» **EXERCISE DIRECTIONS**:
Copy, from the entries below, each line in which the string "push" appears.

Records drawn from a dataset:
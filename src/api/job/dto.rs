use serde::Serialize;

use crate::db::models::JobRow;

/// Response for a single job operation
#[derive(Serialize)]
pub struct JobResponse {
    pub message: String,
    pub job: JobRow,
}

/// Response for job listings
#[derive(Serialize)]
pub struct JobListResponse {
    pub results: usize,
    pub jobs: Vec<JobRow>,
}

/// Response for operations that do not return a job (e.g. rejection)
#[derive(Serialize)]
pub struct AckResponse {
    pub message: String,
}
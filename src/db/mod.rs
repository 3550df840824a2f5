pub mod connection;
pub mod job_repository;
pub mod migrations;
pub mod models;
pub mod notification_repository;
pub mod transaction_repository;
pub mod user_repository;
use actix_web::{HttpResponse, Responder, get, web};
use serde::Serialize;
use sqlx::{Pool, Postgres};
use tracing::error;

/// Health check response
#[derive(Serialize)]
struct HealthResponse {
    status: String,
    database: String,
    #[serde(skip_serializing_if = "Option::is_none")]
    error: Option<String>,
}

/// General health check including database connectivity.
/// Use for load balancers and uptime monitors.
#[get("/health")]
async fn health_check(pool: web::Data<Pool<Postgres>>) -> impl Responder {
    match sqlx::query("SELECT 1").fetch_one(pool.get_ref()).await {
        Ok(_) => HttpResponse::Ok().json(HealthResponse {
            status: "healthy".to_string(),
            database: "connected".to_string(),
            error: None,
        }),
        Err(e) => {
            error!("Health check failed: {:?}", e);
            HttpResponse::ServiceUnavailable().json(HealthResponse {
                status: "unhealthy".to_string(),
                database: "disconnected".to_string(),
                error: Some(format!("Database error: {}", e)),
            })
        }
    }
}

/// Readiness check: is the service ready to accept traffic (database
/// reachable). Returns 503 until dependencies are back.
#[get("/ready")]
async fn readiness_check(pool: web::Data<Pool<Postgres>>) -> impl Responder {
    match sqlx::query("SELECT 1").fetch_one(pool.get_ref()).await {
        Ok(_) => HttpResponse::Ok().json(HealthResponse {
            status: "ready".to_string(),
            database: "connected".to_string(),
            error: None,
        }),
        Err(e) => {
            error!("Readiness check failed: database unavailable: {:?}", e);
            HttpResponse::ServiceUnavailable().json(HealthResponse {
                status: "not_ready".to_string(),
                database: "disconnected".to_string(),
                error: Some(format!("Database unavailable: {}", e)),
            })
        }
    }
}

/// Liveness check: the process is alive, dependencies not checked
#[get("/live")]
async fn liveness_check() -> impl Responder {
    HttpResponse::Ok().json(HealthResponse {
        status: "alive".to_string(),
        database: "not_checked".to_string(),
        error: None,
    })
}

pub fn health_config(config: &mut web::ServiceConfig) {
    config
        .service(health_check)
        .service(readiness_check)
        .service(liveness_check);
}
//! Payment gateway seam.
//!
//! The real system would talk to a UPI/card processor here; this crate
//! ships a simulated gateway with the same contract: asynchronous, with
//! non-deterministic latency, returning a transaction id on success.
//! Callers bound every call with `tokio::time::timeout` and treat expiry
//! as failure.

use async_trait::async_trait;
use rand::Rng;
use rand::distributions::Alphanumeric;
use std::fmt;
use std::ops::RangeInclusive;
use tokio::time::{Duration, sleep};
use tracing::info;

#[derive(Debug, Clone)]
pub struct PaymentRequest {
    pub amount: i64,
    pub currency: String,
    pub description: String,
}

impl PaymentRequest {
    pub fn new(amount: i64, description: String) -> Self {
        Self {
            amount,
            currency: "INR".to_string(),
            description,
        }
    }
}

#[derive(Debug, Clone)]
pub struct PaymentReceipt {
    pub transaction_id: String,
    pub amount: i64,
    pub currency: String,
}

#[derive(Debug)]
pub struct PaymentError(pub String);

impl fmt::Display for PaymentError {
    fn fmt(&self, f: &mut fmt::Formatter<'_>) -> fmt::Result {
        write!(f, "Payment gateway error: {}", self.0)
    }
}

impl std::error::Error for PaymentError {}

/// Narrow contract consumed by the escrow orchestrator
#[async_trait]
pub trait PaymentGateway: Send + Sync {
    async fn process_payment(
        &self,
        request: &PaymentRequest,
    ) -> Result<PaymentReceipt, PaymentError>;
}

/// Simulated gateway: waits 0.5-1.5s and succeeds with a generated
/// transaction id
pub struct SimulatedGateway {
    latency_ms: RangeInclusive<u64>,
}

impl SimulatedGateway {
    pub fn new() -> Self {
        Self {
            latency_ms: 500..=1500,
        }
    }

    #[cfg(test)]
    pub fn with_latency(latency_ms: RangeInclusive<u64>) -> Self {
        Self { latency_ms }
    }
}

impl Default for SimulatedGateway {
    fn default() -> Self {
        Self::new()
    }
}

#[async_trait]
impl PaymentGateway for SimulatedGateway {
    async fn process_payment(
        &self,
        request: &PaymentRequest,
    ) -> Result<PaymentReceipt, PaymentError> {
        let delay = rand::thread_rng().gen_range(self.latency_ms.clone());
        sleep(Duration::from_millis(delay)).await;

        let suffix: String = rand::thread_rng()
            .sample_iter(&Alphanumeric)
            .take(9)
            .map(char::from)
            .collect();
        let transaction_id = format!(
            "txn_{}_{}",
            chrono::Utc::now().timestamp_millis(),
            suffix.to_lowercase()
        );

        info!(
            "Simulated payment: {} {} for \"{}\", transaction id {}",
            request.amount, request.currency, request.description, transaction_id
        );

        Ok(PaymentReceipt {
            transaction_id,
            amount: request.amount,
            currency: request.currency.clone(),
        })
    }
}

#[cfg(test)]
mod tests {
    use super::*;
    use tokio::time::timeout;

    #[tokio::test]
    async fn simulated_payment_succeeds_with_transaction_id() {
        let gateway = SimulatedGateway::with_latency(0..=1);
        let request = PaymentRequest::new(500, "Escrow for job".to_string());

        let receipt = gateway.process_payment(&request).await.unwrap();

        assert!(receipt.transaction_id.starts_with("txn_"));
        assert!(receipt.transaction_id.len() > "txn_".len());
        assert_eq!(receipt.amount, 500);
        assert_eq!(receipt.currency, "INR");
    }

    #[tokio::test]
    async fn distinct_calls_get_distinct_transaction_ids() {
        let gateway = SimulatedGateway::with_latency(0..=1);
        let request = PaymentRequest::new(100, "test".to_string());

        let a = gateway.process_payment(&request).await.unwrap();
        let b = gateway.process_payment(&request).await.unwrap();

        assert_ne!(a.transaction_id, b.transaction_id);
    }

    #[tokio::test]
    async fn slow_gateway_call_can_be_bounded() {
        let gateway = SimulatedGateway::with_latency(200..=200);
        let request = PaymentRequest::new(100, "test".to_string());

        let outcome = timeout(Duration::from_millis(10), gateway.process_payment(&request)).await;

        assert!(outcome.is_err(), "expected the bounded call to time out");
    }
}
* * *
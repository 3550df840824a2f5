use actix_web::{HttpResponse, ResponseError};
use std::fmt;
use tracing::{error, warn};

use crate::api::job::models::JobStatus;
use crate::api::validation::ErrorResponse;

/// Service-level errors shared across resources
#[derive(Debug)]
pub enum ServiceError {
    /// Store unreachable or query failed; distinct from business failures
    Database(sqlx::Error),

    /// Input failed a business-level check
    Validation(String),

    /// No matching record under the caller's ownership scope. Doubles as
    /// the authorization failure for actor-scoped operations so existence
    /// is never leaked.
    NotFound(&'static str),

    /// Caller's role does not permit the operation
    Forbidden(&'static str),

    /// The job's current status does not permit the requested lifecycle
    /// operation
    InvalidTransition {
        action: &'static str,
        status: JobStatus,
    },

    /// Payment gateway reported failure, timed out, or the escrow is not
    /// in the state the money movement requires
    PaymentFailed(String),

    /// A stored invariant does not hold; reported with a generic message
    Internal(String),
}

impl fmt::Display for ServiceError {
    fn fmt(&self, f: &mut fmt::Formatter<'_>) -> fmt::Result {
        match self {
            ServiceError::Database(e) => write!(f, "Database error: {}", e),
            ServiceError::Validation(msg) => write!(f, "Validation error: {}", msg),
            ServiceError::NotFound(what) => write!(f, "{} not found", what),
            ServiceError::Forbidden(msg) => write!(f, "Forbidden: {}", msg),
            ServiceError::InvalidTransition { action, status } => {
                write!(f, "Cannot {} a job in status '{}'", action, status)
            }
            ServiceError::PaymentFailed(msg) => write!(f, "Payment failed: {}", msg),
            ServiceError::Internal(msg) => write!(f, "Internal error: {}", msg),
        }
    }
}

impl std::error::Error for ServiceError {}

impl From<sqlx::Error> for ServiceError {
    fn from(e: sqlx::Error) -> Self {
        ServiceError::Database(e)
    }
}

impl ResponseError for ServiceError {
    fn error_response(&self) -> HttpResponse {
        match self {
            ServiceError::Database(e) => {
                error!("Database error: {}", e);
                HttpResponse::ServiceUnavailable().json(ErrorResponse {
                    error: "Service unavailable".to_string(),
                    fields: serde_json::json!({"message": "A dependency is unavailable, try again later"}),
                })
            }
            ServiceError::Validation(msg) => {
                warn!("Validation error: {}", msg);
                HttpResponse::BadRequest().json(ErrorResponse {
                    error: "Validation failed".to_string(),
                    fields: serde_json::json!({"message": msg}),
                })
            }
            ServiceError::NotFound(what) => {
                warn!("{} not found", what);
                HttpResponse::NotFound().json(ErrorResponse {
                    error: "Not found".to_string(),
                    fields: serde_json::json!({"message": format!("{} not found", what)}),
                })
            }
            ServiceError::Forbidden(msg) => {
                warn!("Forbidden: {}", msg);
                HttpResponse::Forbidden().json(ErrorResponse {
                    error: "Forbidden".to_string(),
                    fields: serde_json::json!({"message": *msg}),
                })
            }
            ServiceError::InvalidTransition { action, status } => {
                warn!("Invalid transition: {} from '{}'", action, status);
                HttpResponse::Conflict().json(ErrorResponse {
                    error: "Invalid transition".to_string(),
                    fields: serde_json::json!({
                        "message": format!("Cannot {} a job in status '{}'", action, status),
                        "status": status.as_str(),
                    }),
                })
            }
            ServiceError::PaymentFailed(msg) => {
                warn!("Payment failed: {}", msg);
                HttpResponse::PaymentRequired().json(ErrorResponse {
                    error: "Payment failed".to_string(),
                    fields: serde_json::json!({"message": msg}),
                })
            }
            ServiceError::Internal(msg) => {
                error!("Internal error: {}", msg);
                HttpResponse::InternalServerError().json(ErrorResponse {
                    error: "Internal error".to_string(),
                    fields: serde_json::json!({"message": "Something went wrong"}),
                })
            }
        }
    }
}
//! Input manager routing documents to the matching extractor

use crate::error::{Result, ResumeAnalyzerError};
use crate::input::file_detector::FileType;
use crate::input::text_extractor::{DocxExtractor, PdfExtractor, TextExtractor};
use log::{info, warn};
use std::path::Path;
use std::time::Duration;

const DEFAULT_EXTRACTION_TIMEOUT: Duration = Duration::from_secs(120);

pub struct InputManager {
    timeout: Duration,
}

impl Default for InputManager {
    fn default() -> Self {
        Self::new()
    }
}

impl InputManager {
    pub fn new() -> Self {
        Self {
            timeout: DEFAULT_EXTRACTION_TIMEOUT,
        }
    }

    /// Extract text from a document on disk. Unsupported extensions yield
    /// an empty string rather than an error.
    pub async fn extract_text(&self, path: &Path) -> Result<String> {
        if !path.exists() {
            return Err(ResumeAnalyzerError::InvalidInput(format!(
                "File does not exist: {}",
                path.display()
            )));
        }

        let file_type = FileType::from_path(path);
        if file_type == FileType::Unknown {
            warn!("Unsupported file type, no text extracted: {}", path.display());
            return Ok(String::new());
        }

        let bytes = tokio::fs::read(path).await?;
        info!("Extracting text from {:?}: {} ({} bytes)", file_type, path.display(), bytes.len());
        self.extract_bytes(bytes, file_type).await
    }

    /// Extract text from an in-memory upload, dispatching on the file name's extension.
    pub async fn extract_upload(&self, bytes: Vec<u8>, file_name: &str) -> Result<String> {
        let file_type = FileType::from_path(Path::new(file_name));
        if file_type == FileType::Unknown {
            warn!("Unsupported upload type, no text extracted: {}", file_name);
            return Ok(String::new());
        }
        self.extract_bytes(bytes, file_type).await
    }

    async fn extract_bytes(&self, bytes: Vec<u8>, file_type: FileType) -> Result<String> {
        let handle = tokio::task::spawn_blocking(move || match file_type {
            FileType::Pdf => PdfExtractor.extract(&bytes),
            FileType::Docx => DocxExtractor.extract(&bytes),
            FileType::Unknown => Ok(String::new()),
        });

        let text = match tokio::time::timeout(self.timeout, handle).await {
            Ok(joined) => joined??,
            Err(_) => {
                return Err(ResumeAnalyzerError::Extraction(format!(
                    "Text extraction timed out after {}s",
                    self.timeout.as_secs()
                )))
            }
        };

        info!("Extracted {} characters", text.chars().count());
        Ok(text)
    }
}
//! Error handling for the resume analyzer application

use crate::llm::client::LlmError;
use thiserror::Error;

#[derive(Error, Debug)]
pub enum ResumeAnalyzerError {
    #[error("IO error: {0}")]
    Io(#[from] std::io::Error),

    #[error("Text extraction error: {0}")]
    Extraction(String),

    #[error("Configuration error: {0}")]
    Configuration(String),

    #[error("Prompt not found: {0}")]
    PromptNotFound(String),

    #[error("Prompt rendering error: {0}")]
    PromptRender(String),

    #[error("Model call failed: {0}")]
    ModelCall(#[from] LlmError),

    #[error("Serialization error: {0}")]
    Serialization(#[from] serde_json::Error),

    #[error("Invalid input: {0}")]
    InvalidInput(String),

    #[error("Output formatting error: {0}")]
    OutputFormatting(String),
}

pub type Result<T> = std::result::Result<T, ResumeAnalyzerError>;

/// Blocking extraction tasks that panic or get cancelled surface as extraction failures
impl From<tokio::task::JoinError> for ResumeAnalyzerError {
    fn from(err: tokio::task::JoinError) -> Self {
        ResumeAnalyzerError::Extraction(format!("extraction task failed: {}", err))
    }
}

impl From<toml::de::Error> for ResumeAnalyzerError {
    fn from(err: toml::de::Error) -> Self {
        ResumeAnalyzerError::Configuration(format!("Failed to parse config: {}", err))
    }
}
--
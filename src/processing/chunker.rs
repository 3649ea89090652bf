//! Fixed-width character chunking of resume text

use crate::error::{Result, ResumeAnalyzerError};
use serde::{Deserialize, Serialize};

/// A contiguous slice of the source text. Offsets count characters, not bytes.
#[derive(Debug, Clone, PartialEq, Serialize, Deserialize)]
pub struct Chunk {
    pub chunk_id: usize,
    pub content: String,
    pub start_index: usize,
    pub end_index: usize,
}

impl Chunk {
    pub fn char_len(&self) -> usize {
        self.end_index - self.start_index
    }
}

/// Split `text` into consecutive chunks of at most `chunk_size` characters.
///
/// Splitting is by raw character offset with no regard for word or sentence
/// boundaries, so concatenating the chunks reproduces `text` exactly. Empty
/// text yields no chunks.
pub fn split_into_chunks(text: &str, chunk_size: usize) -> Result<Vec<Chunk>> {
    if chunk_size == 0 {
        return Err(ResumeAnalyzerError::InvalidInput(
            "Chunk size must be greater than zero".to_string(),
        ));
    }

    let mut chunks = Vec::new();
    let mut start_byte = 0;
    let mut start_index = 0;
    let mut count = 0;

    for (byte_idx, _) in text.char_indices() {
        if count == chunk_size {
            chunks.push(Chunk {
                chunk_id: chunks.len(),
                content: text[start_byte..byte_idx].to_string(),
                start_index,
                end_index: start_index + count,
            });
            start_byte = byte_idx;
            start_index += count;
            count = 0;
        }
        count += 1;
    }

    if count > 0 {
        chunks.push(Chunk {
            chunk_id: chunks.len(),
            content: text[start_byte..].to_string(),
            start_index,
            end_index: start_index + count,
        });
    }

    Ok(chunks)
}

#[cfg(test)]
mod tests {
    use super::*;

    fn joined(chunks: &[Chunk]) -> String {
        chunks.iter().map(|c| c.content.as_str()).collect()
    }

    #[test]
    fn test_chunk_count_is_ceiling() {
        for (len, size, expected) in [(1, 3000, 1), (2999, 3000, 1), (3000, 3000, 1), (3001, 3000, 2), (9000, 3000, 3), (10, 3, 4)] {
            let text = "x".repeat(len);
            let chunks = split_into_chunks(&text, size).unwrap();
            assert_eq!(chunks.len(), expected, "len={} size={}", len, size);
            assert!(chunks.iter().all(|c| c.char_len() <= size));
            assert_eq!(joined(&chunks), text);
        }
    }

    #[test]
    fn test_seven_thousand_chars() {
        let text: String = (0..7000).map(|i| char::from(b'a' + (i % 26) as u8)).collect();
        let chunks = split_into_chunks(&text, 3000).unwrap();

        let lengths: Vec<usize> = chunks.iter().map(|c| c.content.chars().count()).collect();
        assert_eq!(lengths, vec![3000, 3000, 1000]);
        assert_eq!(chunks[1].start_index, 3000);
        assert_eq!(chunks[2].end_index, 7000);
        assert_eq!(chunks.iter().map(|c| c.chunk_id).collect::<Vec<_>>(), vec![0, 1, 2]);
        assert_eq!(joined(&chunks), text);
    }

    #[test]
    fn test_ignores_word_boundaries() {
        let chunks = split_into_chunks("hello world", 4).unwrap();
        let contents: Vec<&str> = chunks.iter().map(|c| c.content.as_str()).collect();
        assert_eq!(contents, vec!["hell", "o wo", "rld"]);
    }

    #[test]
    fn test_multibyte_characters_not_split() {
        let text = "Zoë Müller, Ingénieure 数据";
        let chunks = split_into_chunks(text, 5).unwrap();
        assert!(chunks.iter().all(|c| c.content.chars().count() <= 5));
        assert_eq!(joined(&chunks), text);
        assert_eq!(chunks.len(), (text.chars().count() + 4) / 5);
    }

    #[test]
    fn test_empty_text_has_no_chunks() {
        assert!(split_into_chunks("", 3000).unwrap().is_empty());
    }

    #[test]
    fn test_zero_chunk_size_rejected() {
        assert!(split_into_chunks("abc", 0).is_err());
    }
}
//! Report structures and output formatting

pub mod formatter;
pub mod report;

» **RESPONSE**:
            chunks.push(Chunk {
        chunks.push(Chunk {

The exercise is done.